As wikipedia says: “In computing, endianness is the order or sequence of bytes of a word of digital data in computer memory. Endianness is primarily expressed as big-endian (BE) or little-endian (LE). A big-endian system stores the most significant byte of a word at the smallest memory address and the least significant byte at the largest. A little-endian system, in contrast, stores the least-significant byte at the smallest address.”

Let’s see how the value 789 is stored in the memory as a unsigned short int:

paul@alice:~$ cat a.cpp
#include <iostream>
using namespace ::std;

int main()
{
  unsigned short int a = 789;
  const char * p = (const char*)(&a);
  for(unsigned char i=0; i<sizeof(unsigned short int); i++)
  {
    // pointer to each byte of a, and print that byte
    cout << " " << (int)(*(p+i));
  }
  cout << endl;
  return 0;
}
paul@alice:~$ g++ a.cpp -o a.exe && ./a.exe
 21 3

As you know, one byte can only hold one of the 256 different values - it can’t hold more than that. So 789 is seen as 3 * 256 + 21. And as you can see, the computer stores our unsigned short int on 2 bytes, and the value of the first byte is 21 and the value of the second byte is 3.

So, instead of representing this unsigned short int as we used to:

We can now represent it more accurately as:

In general, a numeric value X is stored as 1-byte values a, b, c, …, where X = a*256^0 + b*256^1 + c*256^2 + .... So a, b, c, … are each multiplied by powers of 256 and then summed up.

For example 83293 = 93*256^0 + 69*256^1 + 1*256^2 would require 3 bytes to be stored, the bytes 93, 69 and 1. But since we don’t have 3-byte integer data types, and since this can’t fit into a 2-bytes integer, we must store it in a 4-bytes integer. So, for our 4th byte we could consider + 0*256^3, so the 4th byte would be 0.

Comming back to our previous example, 789 = 21*256^0 + 3*256^1 so our byte values(a and b) are 21 and 3.

Now let’s come back to the endianness. Our most significant byte is 3 because that byte’s value is multiplied with the highest power of 256. In our case byte 21 is multiplied by 256 to the power of 0, and byte 3 is multiplied by 256 to the power of 1. So the highest power of 256 is 1 and the value of that corresponding byte is 3.

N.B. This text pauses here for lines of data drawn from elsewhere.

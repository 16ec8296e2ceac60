//! # Event categories.
//!
//! A [`Category`] is an opaque, densely allocated identifier used to match
//! events against subscriptions. The first few ids are reserved:
//!
//! ```text
//! 0  UNKNOWN      sentinel, never matches a subscription
//! 1  LOG_DEBUG    ┐
//! 2  LOG_INFO     ├─ built-in severities, ordered by id
//! 3  LOG_WARNING  ┘
//! 4… custom       allocated by CategoryRegistry::register
//! ```
//!
//! Severity ordering only exists among the built-ins; it is exposed through
//! [`Category::severity`] so custom ids can never be compared against them.

use std::fmt;

/// Interned identifier of an event category.
#[derive(Debug, Clone, Copy, PartialEq, Eq, Hash, Default)]
pub struct Category(u32);

impl Category {
    /// Sentinel returned for names that were never registered.
    pub const UNKNOWN: Category = Category(0);
    /// Built-in debug log category.
    pub const LOG_DEBUG: Category = Category(1);
    /// Built-in info log category.
    pub const LOG_INFO: Category = Category(2);
    /// Built-in warning log category.
    pub const LOG_WARNING: Category = Category(3);

    /// First id handed out to custom categories.
    pub(crate) const FIRST_CUSTOM: u32 = 4;

    pub(crate) const fn from_raw(id: u32) -> Self {
        Self(id)
    }

    /// Raw numeric id.
    #[inline]
    pub fn id(self) -> u32 {
        self.0
    }

    /// True for the [`Category::UNKNOWN`] sentinel.
    #[inline]
    pub fn is_unknown(self) -> bool {
        self == Self::UNKNOWN
    }

    /// True for `UNKNOWN` and the built-in log categories.
    #[inline]
    pub fn is_builtin(self) -> bool {
        self.0 < Self::FIRST_CUSTOM
    }

    /// Severity of a built-in log category, `None` for anything else.
    pub fn severity(self) -> Option<Severity> {
        match self {
            Self::LOG_DEBUG => Some(Severity::Debug),
            Self::LOG_INFO => Some(Severity::Info),
            Self::LOG_WARNING => Some(Severity::Warning),
            _ => None,
        }
    }
}

impl fmt::Display for Category {
    fn fmt(&self, f: &mut fmt::Formatter<'_>) -> fmt::Result {
        write!(f, "#{}", self.0)
    }
}

/// Log severity carried by the built-in log categories, ordered by increasing severity.
#[derive(Debug, Clone, Copy, PartialEq, Eq, PartialOrd, Ord, Hash)]
pub enum Severity {
    Debug,
    Info,
    Warning,
}

impl Severity {
    /// All severities, lowest first.
    pub const ALL: [Severity; 3] = [Severity::Debug, Severity::Info, Severity::Warning];

    /// Category events of this severity are published under.
    pub fn category(self) -> Category {
        match self {
            Severity::Debug => Category::LOG_DEBUG,
            Severity::Info => Category::LOG_INFO,
            Severity::Warning => Category::LOG_WARNING,
        }
    }

    /// Uppercase tag used in log output.
    pub fn as_tag(self) -> &'static str {
        match self {
            Severity::Debug => "DEBUG",
            Severity::Info => "INFO",
            Severity::Warning => "WARNING",
        }
    }
}

#[cfg(test)]
mod tests {
    use super::*;

    #[test]
    fn severity_round_trips_through_category() {
        for sev in Severity::ALL {
            assert_eq!(sev.category().severity(), Some(sev));
        }
    }

    #[test]
    fn custom_and_unknown_have_no_severity() {
        assert_eq!(Category::UNKNOWN.severity(), None);
        assert_eq!(Category::from_raw(Category::FIRST_CUSTOM).severity(), None);
        assert!(!Category::from_raw(Category::FIRST_CUSTOM).is_builtin());
    }

    #[test]
    fn severities_are_ordered() {
        assert!(Severity::Debug < Severity::Info);
        assert!(Severity::Info < Severity::Warning);
    }
}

OK, and because our most significant byte is stored at the largest memory address, we conclude that our program is ran on a little-endian system.

All processors must be designated as either big-endian or little-endian. For example, the 80×86 processors from Intel® and their clones are little-endian, while Sun’s SPARC, Motorola’s 68K, and the PowerPC® families are all big-endian.

Big-endian and little-endian are only “normal order” and “reverse order” from a human perspective. Big-endian is indeed easier for humans because it does not require rearranging the bytes. So, it is a matter of seeing 789 as 21*256^0 + 3*256^1, so, as bytes 21 and 3 on a little-endian system or seeing 789 as 3*256^1 + 21*256^0, so, as bytes 3 and 21 on a big-endian system. In other words, little-endian uses increasing powers of 256, and big-endian uses decreasing powers of 256. As humans, we’re used to think “256 goes 3 times into 789” and after a short math (3 * 256 = 768 and 789 - 768 = 21) we conclude that the remainder is 21. So that’s why big endian seems like the “normal order” of bytes for us, humans. But for other reasons(that I won’t get into), some processors preffer the little endianness.

15. Bits in a byte

If you want to go even deeper into how values are kept in memory, you can even look at the individual bits inside a byte.

So, let’s go just a little bit into these details, maybe it would be important at some point to know the bit values.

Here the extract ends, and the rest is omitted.